Sri Lankan Leopards join National Zoo & Aquarium

Shelley Russell, Wildlife Manager


The National Zoo & Aquarium, Canberra, are privileged to have joined the EAZA European Association of Zoos and Aquaria Sri Lankan Leopard (Panthera pardus kotiya) program in 2019. Our first arrival was an experienced dam from France named Yakalla; she is now 10.5 years old and has a shy personality. Then came our handsome male Ankesh, now 5 years old, who arrived from the North of Spain. He is much more confident as he lived with his parents.

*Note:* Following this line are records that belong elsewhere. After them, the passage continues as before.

use std::fs::File;
use std::io::BufReader;
use std::path::Path;

use crate::foundation::error::{FxCacheError, FxCacheResult};

/// Tunables of a [`crate::FilterCacheManager`].
#[derive(Clone, Debug, PartialEq, serde::Serialize, serde::Deserialize)]
#[serde(default, deny_unknown_fields)]
pub struct FilterCacheConfig {
    /// Frames a large-area, skippable filter may be served stale while its backdrop churns.
    /// `0` disables deferral.
    pub large_area_refresh_interval: u32,
    /// Margin added around capture rects of filters that sample beyond their bounds.
    pub snapshot_outset_px: u32,
    /// Allow the hardware-offload route when a device is attached.
    pub offload_enabled: bool,
    /// Size of the offload output ring, in-flight tasks included.
    pub offload_output_capacity: usize,
    /// Extra radius cap on top of the device limit, `0.0` for the device limit only.
    pub offload_max_radius: f32,
    /// While occluded, defer soft invalidations and reuse the previous filtered image.
    pub occlusion_serves_stale: bool,
}

impl Default for FilterCacheConfig {
    fn default() -> Self {
        Self {
            large_area_refresh_interval: 3,
            snapshot_outset_px: 1,
            offload_enabled: true,
            offload_output_capacity: 3,
            offload_max_radius: 0.0,
            occlusion_serves_stale: true,
        }
    }
}

impl FilterCacheConfig {
    /// Parse and validate a JSON config.
    pub fn from_json_str(s: &str) -> FxCacheResult<Self> {
        let cfg: Self = serde_json::from_str(s)
            .map_err(|e| FxCacheError::serde(format!("parse filter cache config JSON: {e}")))?;
        cfg.validate()?;
        Ok(cfg)
    }

    /// Parse and validate a JSON config file.
    pub fn from_path(path: impl AsRef<Path>) -> FxCacheResult<Self> {
        let path = path.as_ref();
        let f = File::open(path).map_err(|e| {
            FxCacheError::validation(format!("open config JSON '{}': {e}", path.display()))
        })?;
        let cfg: Self = serde_json::from_reader(BufReader::new(f))
            .map_err(|e| FxCacheError::serde(format!("parse filter cache config JSON: {e}")))?;
        cfg.validate()?;
        Ok(cfg)
    }

    /// Check value ranges.
    pub fn validate(&self) -> FxCacheResult<()> {
        if self.offload_output_capacity == 0 {
            return Err(FxCacheError::validation(
                "offload_output_capacity must be >= 1",
            ));
        }
        if !self.offload_max_radius.is_finite() || self.offload_max_radius < 0.0 {
            return Err(FxCacheError::validation(format!(
                "offload_max_radius must be finite and >= 0, got {}",
                self.offload_max_radius
            )));
        }
        if self.snapshot_outset_px > 64 {
            return Err(FxCacheError::validation(format!(
                "snapshot_outset_px must be <= 64, got {}",
                self.snapshot_outset_px
            )));
        }
        Ok(())
    }
}

#[cfg(test)]
#[path = "../tests/unit/config.rs"]
mod tests;
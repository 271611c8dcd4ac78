/// Cached images and the region they cover.
pub mod region;
/// Two-slot snapshot / filtered-snapshot storage.
pub mod store;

Ankesh and Yakalla were slowly introduced after 10 months of living next to each other and sharing the main habitat. The leopard habitat also has an outdoor den. Yakalla would venture out in the habitat at night while Ankesh enjoyed the daylight hours to explore.  The slow introduction was cautious both to ensure the two would get along and manage biosecurity.  Once introduced, it was clear who was in charge, but Ankesh knew how to behave around his bossy friend after living with his parents his entire life.  They quickly became inseparable.


Leopards at National Zoo and Aquarium, Canberra


Leopards at National Zoo and Aquarium, Canberra


Leopards at National Zoo and Aquarium, Canberra


Late afternoon on Christmas Eve 2020, Yakalla gave birth to two healthy boys after building her nest the night before. Asanka and Chatura have been a highlight for the zoo staff and visitors and dad was reintroduced to the family for periods after three months and full time shortly afterwards.  Again, his raising with his parents has allowed for the family to live together.

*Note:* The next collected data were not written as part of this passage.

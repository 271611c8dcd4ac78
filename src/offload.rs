//! Hardware blur offload: asynchronous submission to a fixed-function accelerator and a small
//! FIFO of completed outputs.

use std::collections::VecDeque;
use std::sync::Arc;

use smallvec::SmallVec;

use crate::cache::region::{CachedImageRegion, ImageRef};
use crate::filter::FilterDescriptor;
use crate::foundation::core::DeviceRect;
use crate::foundation::error::{FxCacheError, FxCacheResult};

const RADIUS_EPSILON: f32 = 1e-3;

/// Handle of a submitted offload task.
#[derive(Clone, Copy, Debug, PartialEq, Eq, Hash, serde::Serialize, serde::Deserialize)]
pub struct TaskHandle(pub u64);

/// Work handed to the accelerator.
#[derive(Clone, Debug)]
pub struct OffloadTask {
    /// Backdrop to blur.
    pub snapshot: Arc<CachedImageRegion>,
    /// Region the output must cover.
    pub dst: DeviceRect,
    /// Blur radius.
    pub radius: f32,
}

/// Completion reported by the accelerator.
#[derive(Clone, Debug)]
pub struct OffloadCompletion {
    /// Task this completion belongs to.
    pub task: TaskHandle,
    /// Blurred image, `None` when the device produced nothing.
    pub image: Option<ImageRef>,
    /// Region the image covers.
    pub region: DeviceRect,
    /// Radius the image was computed for.
    pub radius: f32,
    /// The device served the output from its own cache instead of recomputing.
    pub reused_from_cache: bool,
}

/// Accelerator capability, owned by the platform and injected into the adapter.
pub trait HardwareOffloadDevice: Send {
    /// Return `true` when the device is open and accepting work.
    fn is_available(&self) -> bool;

    /// Largest blur radius the device supports.
    fn max_radius(&self) -> f32;

    /// Queue `task`. Must not block.
    fn submit(&mut self, task: OffloadTask) -> FxCacheResult<TaskHandle>;

    /// Next finished task, if any. Must not block.
    fn poll_completion(&mut self) -> Option<OffloadCompletion>;
}

/// Completed output waiting to be consumed by the draw path.
#[derive(Clone, Debug)]
pub struct HardwareOffloadOutputItem {
    /// Blurred image.
    pub image: ImageRef,
    /// Region the image covers.
    pub region: DeviceRect,
    /// Radius the image was computed for.
    pub radius: f32,
    /// The device served the output from its own cache.
    pub reused_from_cache: bool,
}

impl HardwareOffloadOutputItem {
    /// Return `true` when the output was computed for `radius`.
    pub fn matches_radius(&self, radius: f32) -> bool {
        (self.radius - radius).abs() <= RADIUS_EPSILON
    }
}

/// Offload bookkeeping, saturating counters.
#[derive(Clone, Debug, Default, PartialEq, Eq, serde::Serialize)]
pub struct OffloadStats {
    /// Tasks accepted by the device.
    pub submitted: u64,
    /// Submissions refused before or by the device.
    pub rejected: u64,
    /// Completions carrying an image.
    pub completed: u64,
    /// Completions without an image.
    pub empty_completions: u64,
    /// Outputs dropped unread (ring overflow or superseded).
    pub dropped: u64,
}

/// Routes blur work to a [`HardwareOffloadDevice`] and queues its outputs.
pub struct HardwareOffloadAdapter {
    device: Box<dyn HardwareOffloadDevice>,
    capacity: usize,
    radius_cap: f32,
    outputs: VecDeque<HardwareOffloadOutputItem>,
    // In-flight tasks tagged with the backdrop generation they were submitted under.
    in_flight: SmallVec<[(TaskHandle, u64); 4]>,
    generation: u64,
    stats: OffloadStats,
}

impl std::fmt::Debug for HardwareOffloadAdapter {
    fn fmt(&self, f: &mut std::fmt::Formatter<'_>) -> std::fmt::Result {
        f.debug_struct("HardwareOffloadAdapter")
            .field("capacity", &self.capacity)
            .field("radius_cap", &self.radius_cap)
            .field("outputs", &self.outputs.len())
            .field("in_flight", &self.in_flight.len())
            .field("generation", &self.generation)
            .field("stats", &self.stats)
            .finish()
    }
}

impl HardwareOffloadAdapter {
    /// Adapter with room for `capacity` outputs and in-flight tasks combined.
    pub fn new(device: Box<dyn HardwareOffloadDevice>, capacity: usize) -> FxCacheResult<Self> {
        if capacity == 0 {
            return Err(FxCacheError::validation(
                "offload output capacity must be >= 1",
            ));
        }
        Ok(Self {
            device,
            capacity,
            radius_cap: 0.0,
            outputs: VecDeque::with_capacity(capacity),
            in_flight: SmallVec::new(),
            generation: 0,
            stats: OffloadStats::default(),
        })
    }

    /// Cap radii below the device limit, `0.0` keeps the device limit.
    pub fn with_radius_cap(mut self, radius_cap: f32) -> Self {
        self.radius_cap = radius_cap.max(0.0);
        self
    }

    /// Return `true` when the device accepts work.
    pub fn is_available(&self) -> bool {
        self.device.is_available()
    }

    /// Largest radius that will be routed to the device.
    pub fn radius_limit(&self) -> f32 {
        let device = self.device.max_radius();
        if self.radius_cap > 0.0 {
            device.min(self.radius_cap)
        } else {
            device
        }
    }

    /// Return `true` when no further task fits the ring.
    pub fn is_saturated(&self) -> bool {
        self.outputs.len() + self.in_flight.len() >= self.capacity
    }

    /// Return `true` when a blur of `radius` would be routed to the device right now.
    pub fn is_selectable(&self, radius: f32) -> bool {
        self.check_submit(radius).is_ok()
    }

    fn check_submit(&self, radius: f32) -> FxCacheResult<()> {
        if !self.is_available() {
            return Err(FxCacheError::offload("device unavailable"));
        }
        if radius <= 0.0 {
            return Err(FxCacheError::offload(format!(
                "radius {radius} has no blur stage"
            )));
        }
        let limit = self.radius_limit();
        if radius > limit {
            return Err(FxCacheError::offload(format!(
                "radius {radius} exceeds device limit {limit}"
            )));
        }
        if self.is_saturated() {
            return Err(FxCacheError::offload("output ring saturated"));
        }
        Ok(())
    }

    /// Submit a blur of `snapshot` covering `dst`. Fails fast without touching the device when
    /// the task cannot be routed.
    pub fn submit(
        &mut self,
        snapshot: &Arc<CachedImageRegion>,
        filter: &FilterDescriptor,
        dst: DeviceRect,
    ) -> FxCacheResult<TaskHandle> {
        let radius = filter.radius();
        if let Err(err) = self.check_submit(radius) {
            self.stats.rejected = self.stats.rejected.saturating_add(1);
            return Err(err);
        }
        let task = OffloadTask {
            snapshot: Arc::clone(snapshot),
            dst,
            radius,
        };
        match self.device.submit(task) {
            Ok(handle) => {
                self.in_flight.push((handle, self.generation));
                self.stats.submitted = self.stats.submitted.saturating_add(1);
                tracing::trace!(task = handle.0, radius, %dst, "offload submitted");
                Ok(handle)
            }
            Err(err) => {
                self.stats.rejected = self.stats.rejected.saturating_add(1);
                Err(err)
            }
        }
    }

    fn pump(&mut self) {
        while let Some(done) = self.device.poll_completion() {
            let submitted_under = self
                .in_flight
                .iter()
                .position(|(h, _)| *h == done.task)
                .map(|i| self.in_flight.remove(i).1);
            // Completions nobody submitted through this adapter count as current.
            if submitted_under.is_some_and(|g| g != self.generation) {
                self.stats.dropped = self.stats.dropped.saturating_add(1);
                tracing::trace!(task = done.task.0, "stale offload completion dropped");
                continue;
            }
            let Some(image) = done.image else {
                self.stats.empty_completions = self.stats.empty_completions.saturating_add(1);
                continue;
            };
            if done.region.is_empty() {
                self.stats.empty_completions = self.stats.empty_completions.saturating_add(1);
                continue;
            }
            if self.outputs.len() >= self.capacity {
                self.outputs.pop_front();
                self.stats.dropped = self.stats.dropped.saturating_add(1);
            }
            self.stats.completed = self.stats.completed.saturating_add(1);
            self.outputs.push_back(HardwareOffloadOutputItem {
                image,
                region: done.region,
                radius: done.radius,
                reused_from_cache: done.reused_from_cache,
            });
        }
    }

    /// Oldest completed output, if any.
    pub fn poll_output(&mut self) -> Option<HardwareOffloadOutputItem> {
        self.pump();
        self.outputs.pop_front()
    }

    /// Most recent completed output computed for `radius`.
    ///
    /// Drains the queue: older or mismatching outputs are superseded and dropped.
    pub fn take_output_for(&mut self, radius: f32) -> Option<HardwareOffloadOutputItem> {
        self.pump();
        let mut best = None;
        while let Some(item) = self.outputs.pop_front() {
            if item.matches_radius(radius) {
                if best.replace(item).is_some() {
                    self.stats.dropped = self.stats.dropped.saturating_add(1);
                }
            } else {
                self.stats.dropped = self.stats.dropped.saturating_add(1);
            }
        }
        best
    }

    /// Tasks submitted but not yet completed.
    pub fn in_flight(&self) -> usize {
        self.in_flight.len()
    }

    /// Outputs waiting to be consumed.
    pub fn pending_outputs(&self) -> usize {
        self.outputs.len()
    }

    /// The backdrop was invalidated: drop every completed output and every result still in
    /// flight.
    ///
    /// In-flight tasks keep their ring slot until the device reports them; their images are then
    /// dropped instead of queued.
    pub fn discard_outputs(&mut self) {
        self.pump();
        let n = self.outputs.len() as u64;
        self.outputs.clear();
        self.stats.dropped = self.stats.dropped.saturating_add(n);
        self.generation = self.generation.wrapping_add(1);
    }

    /// Backdrop generation new submissions are tagged with; advanced by
    /// [`Self::discard_outputs`].
    pub fn generation(&self) -> u64 {
        self.generation
    }

    /// Counters so far.
    pub fn stats(&self) -> OffloadStats {
        self.stats.clone()
    }
}

#[cfg(test)]
#[path = "../tests/unit/offload.rs"]
mod tests;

Sri Lankan Leopards are listed as Endangered (IUCN). They are Sri Lanka’s only apex predator and are endemic to Sri Lanka.  Hunting became a popular sport among wealthy British people on the island and as a result, most species in Sri Lanka are endangered.  Although now illegal, poaching and human-leopard conflict is the major cause for the declining population, now approximately only 1,000 animals.

Although a nocturnal species, Ankesh and the boys are almost always out in the large naturalistic enclosure.